Page 80 of Cross My Heart

“Yeah, I have.” Scarlett nods. “But your balls have never been big enough to confess.”

“I guess they grew.”

“Prime time, too,” she spits, her voice dripping with venom. “You said we’re over, right?”

“I didn’t say it, but you know we are.”

“Yeah, I know.” Her bottom lip trembles now, and I take a step toward her. I hate seeing her cry. Regardless of everything, I will always love her. But she takes a step back, raising her hand to halt me. “You’re a fucking coward, a liar, a cheater. But the most disappointing thing? You just let your entire life go by and never went after a single thing you ever wanted.”

My eyes sting, and she keeps going.

“No professional career, no love, nothing.” She shakes her head. “You have nothing.”

I stay quiet as tears stream down my face, and I want to yell that I have him. But I just let her get it all off her chest. I deserve this. I do. Even if it fucking hurts.

“I deserve that,” I whisper.

Tears gather in Scarlett’s eyes, and she nods. “I’m gonna go stay with Tiffany.”

“Alright.”

“I’ll be taking a shower first.”

“Of course.” I sigh. “Please don’t feel like you have to leave. This is your home too.”

“And watch you be in love with someone else?” Scar chuckles. “No thanks.”

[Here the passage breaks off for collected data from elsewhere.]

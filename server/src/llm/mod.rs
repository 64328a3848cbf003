//! LLM: multi-provider adapter for the hosted-model prompt flows.
//!
//! DESIGN
//! ======
//! Configured from environment variables rather than config files. The
//! `LlmClient` enum dispatches to Anthropic or `OpenAI` based on `LLM_PROVIDER`.
//! Everything above this module talks to the [`LlmChat`] trait only.

pub mod anthropic;
pub mod config;
pub mod openai;
pub mod types;

use config::{LlmConfig, LlmProviderKind};
pub use types::LlmChat;
use types::{ChatResponse, LlmError, Message};

// =============================================================================
// CLIENT DISPATCH
// =============================================================================

/// Concrete LLM client that dispatches to either Anthropic or OpenAI.
///
/// Configured from environment variables by [`LlmClient::from_env`].
pub struct LlmClient {
    inner: LlmProvider,
    model: String,
}

enum LlmProvider {
    Anthropic(anthropic::AnthropicClient),
    OpenAi(openai::OpenAiClient),
}

impl LlmClient {
    /// Build an LLM client from environment variables.
    ///
    /// See [`LlmConfig::from_env`] for the recognised variables.
    ///
    /// # Errors
    ///
    /// Returns an error if the API key is missing or the HTTP client fails.
    pub fn from_env() -> Result<Self, LlmError> {
        let config = LlmConfig::from_env()?;
        Self::from_config(config)
    }

    /// Build an LLM client from a parsed typed config.
    ///
    /// # Errors
    ///
    /// Returns an error if the provider HTTP client fails to build.
    pub fn from_config(config: LlmConfig) -> Result<Self, LlmError> {
        let model = config.model.clone();
        let inner = match config.provider {
            LlmProviderKind::Anthropic => {
                LlmProvider::Anthropic(anthropic::AnthropicClient::new(config.api_key, config.timeouts)?)
            }
            LlmProviderKind::OpenAi => LlmProvider::OpenAi(openai::OpenAiClient::new(
                config.api_key,
                config.openai_mode,
                config.openai_base_url,
                config.timeouts,
            )?),
        };
        Ok(Self { inner, model })
    }

    /// Return the configured model name (e.g. `"claude-sonnet-4-5-20250929"`).
    #[must_use]
    pub fn model(&self) -> &str {
        &self.model
    }
}

#[async_trait::async_trait]
impl LlmChat for LlmClient {
    async fn chat(&self, max_tokens: u32, system: &str, messages: &[Message]) -> Result<ChatResponse, LlmError> {
        match &self.inner {
            LlmProvider::Anthropic(c) => c.chat(&self.model, max_tokens, system, messages).await,
            LlmProvider::OpenAi(c) => c.chat(&self.model, max_tokens, system, messages).await,
        }
    }
}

“Scar—” I don’t know why I’m continuing this conversation; I know it’s futile. And it’s only going to hurt her more. But I need to get this off my chest. “You’ve watched me be in love with him our whole lives?—”

“It’s not like I came between you.” She laughs—cackles. “You’re the one who came after me?”

“Because you kept coming onto me!” I snap. “It confused me, and then I got feelings for you and?—”

“You wanna know why?” She smiles sadly, and my stomach bottoms out. “Because I loved you too.”

I nod as I process that, and I realize I need to let go of the petty feud between them. It happened when we were thirteen, for fuck’s sake. We were just children. “You’re right.” I sigh, running a hand down my face. “That shouldn’t matter anymore. I’m sorry.”

“Sorry isn’t gonna cut it anymore, Tyler,” she snaps. “We are done. I want a divorce, and I want you the fuck out of my life.”

“I—”

“Oh, and fuck you,” Scarlett says.

“I’m so sorry, Scarlett,” I tell her. “I’m sorry it came to this.”

“I’m not.” She shakes her head. “I’ve put up with shit our whole marriage. I’ve been slowly dying inside the entire time. Crying over you like a stupid bitch. But no more. I’m over you, Tyler. And I will never forgive you. I’m going to Tiffany’s, and I’ll return on my day off to get my things. And if I can help it, I never want to see you again after that.”

“Fuck,” I whisper. “I never wanted this for us. I never wanted to hurt you?—”

“Little too late for that.” She shrugs. “We’re done. Forever.”

I nod. I deserve that. I know it. But it still doesn’t hurt any less.

With those last words, I leave the bedroom. I knew this was going to happen. That she’d never forgive me, and that she’d want me out of her life. But nothing could’ve ever prepared me for the reality of it. For the pain I’m feeling because of it.

Noah comes out of the guest room and walks right toward me. I don’t know what I was expecting, but him coming after me wasn’t it. I thought he’d stay in his room until all of this blew over. Then again, Scarlett is probably going to leave right after her shower. There’s nothing stopping me from having a conversation with Noah right now, but for some reason, it doesn’t feel like the right time to address the elephant in the room.

“Is she okay?” Noah asks quietly, coming to the kitchen island and taking a seat on one of the barstools.